AYER terminé de leer Los ingrávidos. Podría mentir que se trata de la segunda o tercera relectura, pero no me apena decir que es mi primera vez con un libro de Valeria Luiselli. En general, me molesta el hype; por eso no veo las series sino hasta mucho tiempo después de su estreno, cuando la crítica de cafetín ha dejado de hablar de ellas porque todo el mundo está entretenido con otra cosa. Ya en varias ocasiones me habían recomendado esta novela. Seguramente no ocurrió en los pasillos de la Facultad de Letras Españolas UV porque se publicó en 2011, cuando estaba por egresar, pero sí en alguna de las bohemias a las que somos asiduos a los 23. La invitación que tengo más clara sucedió en 2017, cuando un amigo de la Fundación para las Letras Mexicanas la puso en mi camino: «tú que escribes de Xavier Villaurrutia deberías leer esta novela sobre Gilberto Owen, a lo mejor te sirve». Ni siquiera sabía que tratara sobre Owen, pero eso sí me dio pena decirlo, así que tomé nota de esta tarea en silencio. Cuando a principios de 2025, me invitaron a colaborar en una revisión extemporánea de las obras literarias mexicanas más sobresalientes del primer cuarto del siglo, sentí que era el momento oportuno. Mobilis in mobili, el azar electivo se encargó de arrebatármela de nuevo porque la novela “ya estaba elegida”. Hoy escribo esta reseña en un acto de completa desobediencia.

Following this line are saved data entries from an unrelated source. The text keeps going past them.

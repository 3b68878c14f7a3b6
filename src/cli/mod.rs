use anyhow::{Result, bail};
use clap::Parser;
use std::path::PathBuf;

use crate::config::{Config, LLMProvider};
use crate::types::SearchDepth;

/// finreport - 基于搜索与大模型的企业财务分析报告生成工具
#[derive(Parser, Debug)]
#[command(name = "finreport")]
#[command(
    about = "Generates a structured financial analysis report for a company: retrieves financial evidence from trusted domains through a search API, then synthesizes the report with an LLM."
)]
#[command(version)]
pub struct Args {
    /// 企业名称（如：Apple Inc.）
    pub company: String,

    /// 配置文件路径
    #[arg(short, long)]
    pub config: Option<PathBuf>,

    /// 报告输出目录
    #[arg(short, long)]
    pub output_path: Option<PathBuf>,

    /// 最大搜索结果数（1-10）
    #[arg(long, value_parser = clap::value_parser!(u8).range(1..=10))]
    pub max_results: Option<u8>,

    /// 限定搜索域名，可重复指定，指定后替换默认列表
    #[arg(long = "include-domain")]
    pub include_domains: Vec<String>,

    /// 搜索深度 (basic, advanced)
    #[arg(long)]
    pub search_depth: Option<String>,

    /// 搜索API地址
    #[arg(long)]
    pub search_api_url: Option<String>,

    /// 搜索API KEY
    #[arg(long)]
    pub search_api_key: Option<String>,

    /// LLM Provider (deepseek, openai, moonshot, openrouter, ollama)
    #[arg(long)]
    pub llm_provider: Option<String>,

    /// LLM chat completions地址
    #[arg(long)]
    pub llm_api_url: Option<String>,

    /// LLM API KEY
    #[arg(long)]
    pub llm_api_key: Option<String>,

    /// 模型名称
    #[arg(long)]
    pub model: Option<String>,

    /// 温度参数
    #[arg(long)]
    pub temperature: Option<f64>,

    /// 最大输出tokens数
    #[arg(long)]
    pub max_tokens: Option<u32>,

    /// 单次请求超时（秒），同时作用于连接超时
    #[arg(long)]
    pub timeout_seconds: Option<u64>,

    /// 打印检索到的财务证据JSON
    #[arg(long)]
    pub show_evidence: bool,

    /// 不保存报告文件
    #[arg(long, conflicts_with = "save_evidence")]
    pub no_save: bool,

    /// 同时保存财务证据JSON
    #[arg(long)]
    pub save_evidence: bool,

    /// 是否启用详细日志
    #[arg(short, long)]
    pub verbose: bool,
}

impl Args {
    /// 去除首尾空白后的企业名称，为空时报错
    pub fn company_name(&self) -> Result<&str> {
        let name = self.company.trim();
        if name.is_empty() {
            bail!("请输入企业名称");
        }
        Ok(name)
    }

    /// 配置文件 -> 环境变量，命令行覆盖由 `apply_overrides` 在日志初始化后执行
    pub fn load_base_config(&self) -> Result<Config> {
        let mut config = Config::load(self.config.as_deref())?;
        config.apply_process_env();
        Ok(config)
    }

    /// 命令行或配置文件任一开启即输出详细日志
    pub fn verbose_logging(&self, config: &Config) -> bool {
        self.verbose || config.verbose
    }

    /// 用命令行参数覆盖配置
    pub fn apply_overrides(&self, config: &mut Config) {
        if let Some(output_path) = &self.output_path {
            config.output_path = output_path.clone();
        }

        // 搜索配置
        if let Some(max_results) = self.max_results {
            config.search.max_results = max_results;
        }
        if !self.include_domains.is_empty() {
            config.search.include_domains = self.include_domains.clone();
        }
        if let Some(depth_str) = &self.search_depth {
            match depth_str.parse::<SearchDepth>() {
                Ok(depth) => config.search.search_depth = depth,
                Err(_) => tracing::warn!(
                    "⚠️ 未知的搜索深度: {}，使用 {}",
                    depth_str,
                    config.search.search_depth
                ),
            }
        }
        if let Some(url) = &self.search_api_url {
            config.search.api_url = url.clone();
        }
        if let Some(key) = &self.search_api_key {
            config.search.api_key = key.clone();
        }

        // LLM配置
        if let Some(provider_str) = &self.llm_provider {
            match provider_str.parse::<LLMProvider>() {
                Ok(provider) => config.llm.provider = provider,
                Err(_) => tracing::warn!(
                    "⚠️ 未知的provider: {}，使用 {}",
                    provider_str,
                    config.llm.provider
                ),
            }
        }
        if let Some(url) = &self.llm_api_url {
            config.llm.api_url = url.clone();
        }
        if let Some(key) = &self.llm_api_key {
            config.llm.api_key = key.clone();
        }
        if let Some(model) = &self.model {
            config.llm.model = model.clone();
        }
        if let Some(temperature) = self.temperature {
            config.llm.temperature = temperature;
        }
        if let Some(max_tokens) = self.max_tokens {
            config.llm.max_tokens = max_tokens;
        }

        if let Some(timeout_seconds) = self.timeout_seconds {
            config.http.connect_timeout_seconds = timeout_seconds;
            config.http.timeout_seconds = timeout_seconds;
        }

        // 其他配置
        if self.save_evidence {
            config.save_evidence = true;
        }
        if self.verbose {
            config.verbose = true;
        }
    }
}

Leí la novela con desconfianza. Sobre el nombre de Luiselli pesa la fama que, tanto buena como mala, en el caso de los escritores mexicanos suele ser en su pobre intención equivocada. No me refiero al escándalo que se suscitó precisamente en 2017, cuando la autora lamentó haber visto a las mentes más brillantes de su generación tomar las calles en protestas feministas, ni que en general se le considere el ejemplo de una mujer privilegiada, que escribe desde Nueva York con recursos del SNCA. Estos intentos por macho‑explicar su trayectoria ocultan que si la literatura tiene una moral, debe buscarse primero en su libertad para ser quien realmente es, como querían precisamente los Contemporáneos, siempre a la sombra (o a la luz) de André Gide; asimismo, que desde la academia tenemos muchos prejuicios para acercarnos a la literatura joven, pues no es ningún secreto que apenas escuchamos de alguna innovación la podemos reducir a Góngora. En realidad, este era precisamente el motivo de mi desconfianza. Para un estudioso de la vida de los escritores parece desafiante acercarse a una novela así, con el celo de que otra persona pueda alcanzar la amistad vicaria de ese poeta al que has imaginado tantas veces. Me había sucedido antes con otras obras como En la alcoba de un mundo, de Pedro Ángel Palou, pero en este caso era más fácil devolver el libro al estante “porque se le lee por rigor”; en general, los retratos se sienten impostados, aburridos. En cambio, es difícil ponerle una etiqueta similar a Los ingrávidos.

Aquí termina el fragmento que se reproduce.